ELSAM, Bogor—Lembaga Perlindungan Saksi dan Korban (LPSK) bekerja sama dengan Lembaga Studi dan Advokasi Masyarakat (ELSAM) kembali adakan pelatihan bisnis dan hak asasi manusia (HAM).

Pelatihan bernama CONNECT: Enhancing Knowledge of Business and Human Rights Between Institutions digelar dalam dua gelombang. Gelombang pertama berlangsung pada 16–19 Februari 2021. Sementara gelombang kedua digelar pada 23–26 Februari 2021. Kedua pelatihan diadakan di Bogor, Jawa Barat.

Sebanyak 20 pegawai LPSK mengikuti pelatihan ini. Membuka pelatihan, Ketua LPSK Hasto Atmojo mengatakan pelatihan bertujuan untuk meningkatkan pemahaman dan kemampuan pegawai LPSK dalam menangani korban terdampak operasi perusahaan.

“Apabila bicara dalam hukum positif tentu sulit bagi LPSK masuk ke dalam advokasi bisnis dan HAM. Namun kalau kita melihat kasus ini secara menyeluruh, mereka adalah korban, oleh karena itu kita harus mencari cara yang lebih canggih dalam menghadapi masalah-masalah seperti ini,” kata Hasto.

Dalam kasus yang berkaitan dengan bisnis dan HAM menurut Hasto sering masyarakat yang sebenarnya korban kemudian beralih status menjadi pelaku tindak pidana.
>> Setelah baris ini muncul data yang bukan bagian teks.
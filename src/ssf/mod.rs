//! State-space form: the capability contracts consumed by the filters.
//!
//! A model is the triple {initialization, dynamics, measurement}:
//!
//!   alpha_{t+1} = T_t alpha_t + S_t eta_t,      eta_t ~ N(0, I)
//!   y_t         = Z_t alpha_t + eps_t,          eps_t ~ N(0, H)
//!
//! with `alpha_0 ~ N(a0, Pstar0 + kappa * B B')`, kappa -> infinity.
//!
//! Every operation has a default written in terms of the dense matrices
//! `t(pos)` / `s(pos)` / `z(pos)`; adapters override the ones they can apply
//! functionally (shifts, companion rows, sparse loadings).

pub mod arima;
pub mod arma;
pub mod cholette;
pub mod cumulator;
pub mod spline;
pub mod var;

use std::sync::Arc;

use nalgebra::{DMatrix, DVector};

use crate::error::{Result, SsfError};
use crate::matrix::symmetric::{quadratic_form, symmetrize, xxt};

pub trait SsfInitialization: Send + Sync {
    /// State dimension `nr`.
    fn dim(&self) -> usize;

    /// Number of diffuse directions `nd` (columns of `B`).
    fn diffuse_dim(&self) -> usize {
        0
    }

    fn a0(&self) -> DVector<f64> {
        DVector::zeros(self.dim())
    }

    /// Stationary part of the initial covariance.
    fn pf0(&self) -> DMatrix<f64>;

    /// Diffuse constraints, `nr x nd`.
    fn b(&self) -> DMatrix<f64> {
        DMatrix::zeros(self.dim(), 0)
    }

    /// Diffuse part of the initial covariance.
    fn pi0(&self) -> DMatrix<f64> {
        xxt(&self.b())
    }
}

pub trait SsfDynamics: Send + Sync {
    fn dim(&self) -> usize;

    fn is_time_invariant(&self) -> bool {
        true
    }

    /// Transition matrix between `pos` and `pos + 1`.
    fn t(&self, pos: usize) -> DMatrix<f64>;

    /// Noise factor `S` (`nr x innovations_dim`), `V = S S'`.
    fn s(&self, pos: usize) -> DMatrix<f64>;

    fn innovations_dim(&self) -> usize;

    fn v(&self, pos: usize) -> DMatrix<f64> {
        xxt(&self.s(pos))
    }

    /// x <- T x
    fn tx(&self, pos: usize, x: &mut DVector<f64>) {
        *x = self.t(pos) * &*x;
    }

    /// x <- x'T (stored as a column)
    fn xt(&self, pos: usize, x: &mut DVector<f64>) {
        *x = self.t(pos).tr_mul(&*x);
    }

    /// M <- T M
    fn tm(&self, pos: usize, m: &mut DMatrix<f64>) {
        for j in 0..m.ncols() {
            let mut c = m.column(j).clone_owned();
            self.tx(pos, &mut c);
            m.set_column(j, &c);
        }
    }

    /// M <- T' M
    fn ttm(&self, pos: usize, m: &mut DMatrix<f64>) {
        for j in 0..m.ncols() {
            let mut c = m.column(j).clone_owned();
            self.xt(pos, &mut c);
            m.set_column(j, &c);
        }
    }

    /// V <- T V T'
    fn tvt(&self, pos: usize, v: &mut DMatrix<f64>) {
        self.tm(pos, v);
        v.transpose_mut();
        self.tm(pos, v);
        symmetrize(v);
    }

    /// V <- T' V T
    fn ttvt(&self, pos: usize, v: &mut DMatrix<f64>) {
        self.ttm(pos, v);
        v.transpose_mut();
        self.ttm(pos, v);
        symmetrize(v);
    }

    /// P <- P + V
    fn add_v(&self, pos: usize, p: &mut DMatrix<f64>) {
        *p += self.v(pos);
    }
}

pub trait SsfLoading: Send + Sync {
    fn is_time_invariant(&self) -> bool {
        true
    }

    /// Loading row at `pos`, as a column vector.
    fn z(&self, pos: usize) -> DVector<f64>;

    /// Z x
    fn zx(&self, pos: usize, x: &DVector<f64>) -> f64 {
        self.z(pos).dot(x)
    }

    /// Z M, one entry per column of `m`.
    fn zm(&self, pos: usize, m: &DMatrix<f64>) -> DVector<f64> {
        m.tr_mul(&self.z(pos))
    }

    /// Z V Z'
    fn zvz(&self, pos: usize, v: &DMatrix<f64>) -> f64 {
        quadratic_form(v, &self.z(pos))
    }

    /// V <- V + d Z'Z
    fn vpzdz(&self, pos: usize, v: &mut DMatrix<f64>, d: f64) {
        let z = self.z(pos);
        v.ger(d, &z, &z, 1.0);
    }

    /// x <- x + d Z'
    fn xpzd(&self, pos: usize, x: &mut DVector<f64>, d: f64) {
        x.axpy(d, &self.z(pos), 1.0);
    }
}

/// Loading that picks a single state component.
#[derive(Debug, Clone)]
pub struct UnitLoading {
    dim: usize,
    index: usize,
}

impl UnitLoading {
    pub fn new(dim: usize, index: usize) -> Result<Self> {
        if index >= dim {
            return Err(SsfError::DimensionMismatch {
                what: "unit loading index",
                expected: dim,
                got: index,
            });
        }
        Ok(Self { dim, index })
    }
}

impl SsfLoading for UnitLoading {
    fn z(&self, _pos: usize) -> DVector<f64> {
        let mut z = DVector::zeros(self.dim);
        z[self.index] = 1.0;
        z
    }

    fn zx(&self, _pos: usize, x: &DVector<f64>) -> f64 {
        x[self.index]
    }

    fn zm(&self, _pos: usize, m: &DMatrix<f64>) -> DVector<f64> {
        m.row(self.index).transpose()
    }

    fn zvz(&self, _pos: usize, v: &DMatrix<f64>) -> f64 {
        v[(self.index, self.index)]
    }

    fn vpzdz(&self, _pos: usize, v: &mut DMatrix<f64>, d: f64) {
        v[(self.index, self.index)] += d;
    }

    fn xpzd(&self, _pos: usize, x: &mut DVector<f64>, d: f64) {
        x[self.index] += d;
    }
}

/// Time-invariant dense loading.
#[derive(Debug, Clone)]
pub struct FixedLoading {
    z: DVector<f64>,
}

impl FixedLoading {
    pub fn new(z: DVector<f64>) -> Self {
        Self { z }
    }
}

impl SsfLoading for FixedLoading {
    fn z(&self, _pos: usize) -> DVector<f64> {
        self.z.clone()
    }

    fn zx(&self, _pos: usize, x: &DVector<f64>) -> f64 {
        self.z.dot(x)
    }

    fn zm(&self, _pos: usize, m: &DMatrix<f64>) -> DVector<f64> {
        m.tr_mul(&self.z)
    }

    fn zvz(&self, _pos: usize, v: &DMatrix<f64>) -> f64 {
        quadratic_form(v, &self.z)
    }
}

/// Loading plus the variance `H` of the measurement error.
#[derive(Clone)]
pub struct Measurement {
    pub loading: Arc<dyn SsfLoading>,
    pub error_variance: f64,
}

impl Measurement {
    pub fn new(loading: Arc<dyn SsfLoading>, error_variance: f64) -> Result<Self> {
        if !(error_variance >= 0.0) || !error_variance.is_finite() {
            return Err(SsfError::InvalidVariance(error_variance));
        }
        Ok(Self {
            loading,
            error_variance,
        })
    }

    /// Exact observation, `H = 0`.
    pub fn exact(loading: Arc<dyn SsfLoading>) -> Self {
        Self {
            loading,
            error_variance: 0.0,
        }
    }
}

/// Univariate state-space model.
#[derive(Clone)]
pub struct Ssf {
    pub initialization: Arc<dyn SsfInitialization>,
    pub dynamics: Arc<dyn SsfDynamics>,
    pub measurement: Measurement,
}

impl Ssf {
    pub fn new(
        initialization: Arc<dyn SsfInitialization>,
        dynamics: Arc<dyn SsfDynamics>,
        measurement: Measurement,
    ) -> Result<Self> {
        if initialization.dim() != dynamics.dim() {
            return Err(SsfError::DimensionMismatch {
                what: "dynamics",
                expected: initialization.dim(),
                got: dynamics.dim(),
            });
        }
        let z = measurement.loading.z(0);
        if z.len() != dynamics.dim() {
            return Err(SsfError::DimensionMismatch {
                what: "loading",
                expected: dynamics.dim(),
                got: z.len(),
            });
        }
        Ok(Self {
            initialization,
            dynamics,
            measurement,
        })
    }

    /// A model whose single object plays all three roles.
    pub fn from_model<M>(model: Arc<M>, loading: Arc<dyn SsfLoading>, error_variance: f64) -> Result<Self>
    where
        M: SsfInitialization + SsfDynamics + 'static,
    {
        let initialization: Arc<dyn SsfInitialization> = model.clone();
        let dynamics: Arc<dyn SsfDynamics> = model;
        Self::new(initialization, dynamics, Measurement::new(loading, error_variance)?)
    }

    pub fn dim(&self) -> usize {
        self.initialization.dim()
    }

    pub fn diffuse_dim(&self) -> usize {
        self.initialization.diffuse_dim()
    }

    pub fn is_time_invariant(&self) -> bool {
        self.dynamics.is_time_invariant() && self.measurement.loading.is_time_invariant()
    }
}

/// One dynamics observed through several measurements.
#[derive(Clone)]
pub struct MultivariateSsf {
    pub initialization: Arc<dyn SsfInitialization>,
    pub dynamics: Arc<dyn SsfDynamics>,
    pub measurements: Vec<Measurement>,
}

impl MultivariateSsf {
    pub fn new(
        initialization: Arc<dyn SsfInitialization>,
        dynamics: Arc<dyn SsfDynamics>,
        measurements: Vec<Measurement>,
    ) -> Result<Self> {
        if initialization.dim() != dynamics.dim() {
            return Err(SsfError::DimensionMismatch {
                what: "dynamics",
                expected: initialization.dim(),
                got: dynamics.dim(),
            });
        }
        for m in &measurements {
            let len = m.loading.z(0).len();
            if len != dynamics.dim() {
                return Err(SsfError::DimensionMismatch {
                    what: "loading",
                    expected: dynamics.dim(),
                    got: len,
                });
            }
        }
        Ok(Self {
            initialization,
            dynamics,
            measurements,
        })
    }

    pub fn dim(&self) -> usize {
        self.initialization.dim()
    }

    pub fn n_measurements(&self) -> usize {
        self.measurements.len()
    }
}

/// Block-diagonal stacking of two covariance matrices.
pub(crate) fn block_diagonal(a: &DMatrix<f64>, b: &DMatrix<f64>) -> DMatrix<f64> {
    let (na, nb) = (a.nrows(), b.nrows());
    let mut m = DMatrix::zeros(na + nb, na + nb);
    m.view_mut((0, 0), (na, na)).copy_from(a);
    m.view_mut((na, na), (nb, nb)).copy_from(b);
    m
}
Karenanya dalam menghadapi kasus seperti ini pegawai LPSK dituntut harus jeli.

Senada, Direktur Eksekutif ELSAM Wahyudi Djafar mengatakan pelatihan CONNECT sangat penting dan berguna, termasuk bagi pegawai LPSK agar mampu menerjemahkan setiap prinsip, elemen dan pendekatan dalam bisnis dan HAM dalam tugas sehari-hari mereka.

LPSK merupakan salah satu lembaga penting penegakan HAM. Karenanya para pegawai LPSK perlu memiliki pengetahuan dan kapasitas memadai terkait HAM sehingga mereka dapat menjalankan tugas secara optimal.